Just ordered both the reinforcement plates and actuator piece for my still in the box Micro Jacker.


----------



## RJTaylor (Oct 4, 2017)

HullMarineProducts said:


> Yes, but since you need to drill out the existing 1/2-13" threaded holes to 0.500" you may need special tooling depending on your transom arrangement. If you have sponsons, you will need a right angle drill to drill from the inside out. A flat transom you can drill from the outsides no problem so long as there are no other attachments in the way.
> 
> To be completely honest, since you are going from 1/2-13 thread to 0.500", you could potentially remove the threads quite easily with a 1/2" drill bit and some vice grips, but that's totally up to you if you want to do that.


Thanks.
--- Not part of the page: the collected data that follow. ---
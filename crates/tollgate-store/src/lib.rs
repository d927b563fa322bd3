//! Storage layer for tollgate.
//!
//! This crate provides the two backends the service talks to:
//!
//! - a [`Store`] for user accounts, implemented on `RocksDB` with column
//!   families for the unique email and username indexes;
//! - a [`Cache`] for short-lived keys (nonces, token revocations), implemented
//!   on Redis and, for single-process deployments and tests, in memory.
//!
//! # Architecture
//!
//! The `RocksDB` store uses the following column families:
//!
//! - `users`: Primary user records, keyed by `user_id`
//! - `users_by_email`: Index from lowercased email to `user_id`
//! - `users_by_username`: Index from username to `user_id`
//!
//! # Example
//!
//! ```no_run
//! use tollgate_store::{RocksStore, Store};
//!
//! let store = RocksStore::open("/tmp/tollgate-db").unwrap();
//!
//! // Look a user up by email
//! let user = store.get_user_by_email("u1@example.com").unwrap();
//! ```

#![forbid(unsafe_code)]
#![warn(missing_docs)]
#![warn(clippy::all)]
#![warn(clippy::pedantic)]

pub mod cache;
pub mod error;
pub mod keys;
pub mod rocks;
pub mod schema;
pub mod types;

#[cfg(any(test, feature = "test-utils"))]
pub mod testing;

pub use cache::{Cache, CacheConfig, MemoryCache, RedisCache};
pub use error::{CacheError, CacheResult, Result, StoreError};
pub use rocks::RocksStore;
pub use types::User;

use tollgate_core::UserId;

/// The storage trait defining all user database operations.
///
/// This trait abstracts the storage layer, allowing for different implementations
/// (e.g., `RocksDB`, in-memory for testing).
pub trait Store: Send + Sync {
    // =========================================================================
    // User Operations
    // =========================================================================

    /// Insert a new user record.
    ///
    /// The email and username indexes are checked and written in the same
    /// critical section, so two concurrent inserts cannot claim the same email.
    ///
    /// # Errors
    ///
    /// Returns `StoreError::EmailTaken` or `StoreError::UsernameTaken` if either
    /// value already belongs to another user.
    fn insert_user(&self, user: &User) -> Result<()>;

    /// Update an existing user record.
    ///
    /// Index entries are moved if the email or username changed.
    ///
    /// # Errors
    ///
    /// Returns `StoreError::NotFound` if the user doesn't exist, or a
    /// uniqueness error if the new email or username is taken.
    fn put_user(&self, user: &User) -> Result<()>;

    /// Re-read a user and apply `apply` to it under the write lock.
    ///
    /// Changes decided after an `.await` go through here so they apply to the
    /// current record rather than a stale copy. Nothing is written if `apply`
    /// fails.
    ///
    /// # Errors
    ///
    /// Returns `StoreError::NotFound` if the user doesn't exist, a uniqueness
    /// error if the new email or username is taken, or the closure's error.
    fn update_user<F, E>(&self, user_id: &UserId, apply: F) -> std::result::Result<User, E>
    where
        F: FnOnce(&mut User) -> std::result::Result<(), E>,
        E: From<StoreError>,
        Self: Sized;

    /// Get a user by ID.
    ///
    /// # Errors
    ///
    /// Returns an error if the database operation fails.
    fn get_user(&self, user_id: &UserId) -> Result<Option<User>>;

    /// Get a user by email (case-insensitive).
    ///
    /// # Errors
    ///
    /// Returns an error if the database operation fails.
    fn get_user_by_email(&self, email: &str) -> Result<Option<User>>;

    /// Get a user by username.
    ///
    /// # Errors
    ///
    /// Returns an error if the database operation fails.
    fn get_user_by_username(&self, username: &str) -> Result<Option<User>>;

    /// Delete a user by ID.
    ///
    /// This also removes the user from all indexes.
    ///
    /// # Errors
    ///
    /// Returns `StoreError::NotFound` if the user doesn't exist.
    fn delete_user(&self, user_id: &UserId) -> Result<()>;
}
//! Error types for account operations.

use thiserror::Error;
use tollgate_auth::AuthError;
use tollgate_core::UserId;
use tollgate_store::StoreError;

/// A result type using `AccountError`.
pub type Result<T> = std::result::Result<T, AccountError>;

/// Errors that can occur in account operations.
#[derive(Debug, Error)]
pub enum AccountError {
    /// The requested user was not found.
    #[error("user not found: {0}")]
    UserNotFound(UserId),

    /// The email address is already registered.
    #[error("email already registered")]
    EmailTaken,

    /// The username is already taken.
    #[error("username already taken")]
    UsernameTaken,

    /// Unknown email or wrong password.
    #[error("invalid credentials")]
    InvalidCredentials,

    /// The account has been deactivated.
    #[error("account is disabled")]
    AccountDisabled,

    /// Self-service registration is turned off.
    #[error("registration is disabled")]
    RegistrationDisabled,

    /// A request field failed validation.
    #[error("validation failed: {0}")]
    Validation(String),

    /// Storage layer error.
    #[error("storage error: {0}")]
    Store(StoreError),

    /// Token or replay-protection error.
    #[error("authentication error: {0}")]
    Auth(#[from] AuthError),

    /// Internal error.
    #[error("internal error: {0}")]
    Internal(String),
}

impl From<StoreError> for AccountError {
    fn from(err: StoreError) -> Self {
        match err {
            StoreError::EmailTaken => Self::EmailTaken,
            StoreError::UsernameTaken => Self::UsernameTaken,
            other => Self::Store(other),
        }
    }
}

impl AccountError {
    /// Returns the appropriate HTTP status code for this error.
    #[must_use]
    pub const fn http_status_code(&self) -> u16 {
        match self {
            Self::UserNotFound(_) => 404,
            Self::EmailTaken | Self::UsernameTaken => 409,
            Self::InvalidCredentials => 401,
            Self::AccountDisabled | Self::RegistrationDisabled => 403,
            Self::Validation(_) => 400,
            Self::Store(StoreError::Database(_)) => 503,
            Self::Store(StoreError::NotFound) => 404,
            Self::Store(_) | Self::Internal(_) => 500,
            Self::Auth(e) => e.http_status_code(),
        }
    }

    /// Returns true if this error might be resolved by retrying.
    #[must_use]
    pub const fn is_transient(&self) -> bool {
        match self {
            Self::Store(StoreError::Database(_)) => true,
            Self::Auth(e) => e.is_transient(),
            _ => false,
        }
    }
}
//! Single-use nonces.

use std::sync::Arc;
use std::time::Duration;

use async_trait::async_trait;
use tollgate_store::Cache;

use crate::error::Result;

/// Issues nonces and consumes each at most once.
#[async_trait]
pub trait NonceStore: Send + Sync {
    /// Generate a fresh nonce and record it as unused.
    ///
    /// # Errors
    ///
    /// Returns `AuthError::Unavailable` if the backing cache fails.
    async fn issue(&self) -> Result<String>;

    /// Consume `nonce`.
    ///
    /// Returns `Ok(false)` when the nonce is unknown, expired, or already
    /// consumed. Concurrent calls for the same nonce return `true` at most once.
    ///
    /// # Errors
    ///
    /// Returns `AuthError::Unavailable` if the backing cache fails.
    async fn consume(&self, nonce: &str) -> Result<bool>;
}

/// Cache key for a nonce.
fn nonce_key(nonce: &str) -> String {
    format!("nonce:{nonce}")
}

/// A [`NonceStore`] backed by the shared cache.
pub struct CacheNonceStore {
    cache: Arc<dyn Cache>,
    ttl: Duration,
}

impl CacheNonceStore {
    /// Create a store whose nonces live for `ttl`.
    #[must_use]
    pub fn new(cache: Arc<dyn Cache>, ttl: Duration) -> Self {
        Self { cache, ttl }
    }
}

#[async_trait]
impl NonceStore for CacheNonceStore {
    async fn issue(&self) -> Result<String> {
        let nonce = uuid::Uuid::new_v4().to_string();
        self.cache.set(&nonce_key(&nonce), "1", self.ttl).await?;
        tracing::debug!(ttl_secs = self.ttl.as_secs(), "Issued nonce");
        Ok(nonce)
    }

    async fn consume(&self, nonce: &str) -> Result<bool> {
        if nonce.is_empty() {
            return Ok(false);
        }
        Ok(self.cache.take(&nonce_key(nonce)).await?)
    }
}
I have a right angle drill already, and just placed an order.


----------



## Smackdaddy53 (Dec 31, 2012)

Removing the entire plate is probably the best way if you have a keyslot transom. I removed the actuator and set it on the deck since they had the wire exiting the transom all sealed up and I did not want to have to tamper with the wiring.


----------



## NativeBone (Aug 16, 2017)

Smackdaddy53 said:


> Removing the entire plate is probably the best way if you have a keyslot transom. I removed the actuator and set it on the deck since they had the wire exiting the transom all sealed up and I did not want to have to tamper with the wiring.


Do you have a pic of the wiring? Trying to figure out an alternative option seeing I have to remove the unit. Thanks!


----------



## Smackdaddy53 (Dec 31, 2012)

NativeBone said:


> Do you have a pic of the wiring? Trying to figure out an alternative option seeing I have to remove the unit. Thanks!


No, I already delivered the boat. Here’s the outside of the Mosquito. The wiring is pretty straightforward.


----------



## NativeBone (Aug 16, 2017)

Smackdaddy53 said:


> No, I already delivered the boat. Here’s the outside of the Mosquito. The wiring is pretty straightforward.
> View attachment 175213


Perfect! Thanks Smack!


----------



## Zika (Aug 6, 2015)

Received my Hull Products kit yesterday. It's very robust with quality components and welding. Will have my tech install it when he rigs the new outboard (whenever it comes in).


----------



## NativeBone (Aug 16, 2017)

Zika said:


> Received my Hull Products kit yesterday. It's very robust with quality components and welding. Will have my tech install it when he rigs the new outboard (whenever it comes in).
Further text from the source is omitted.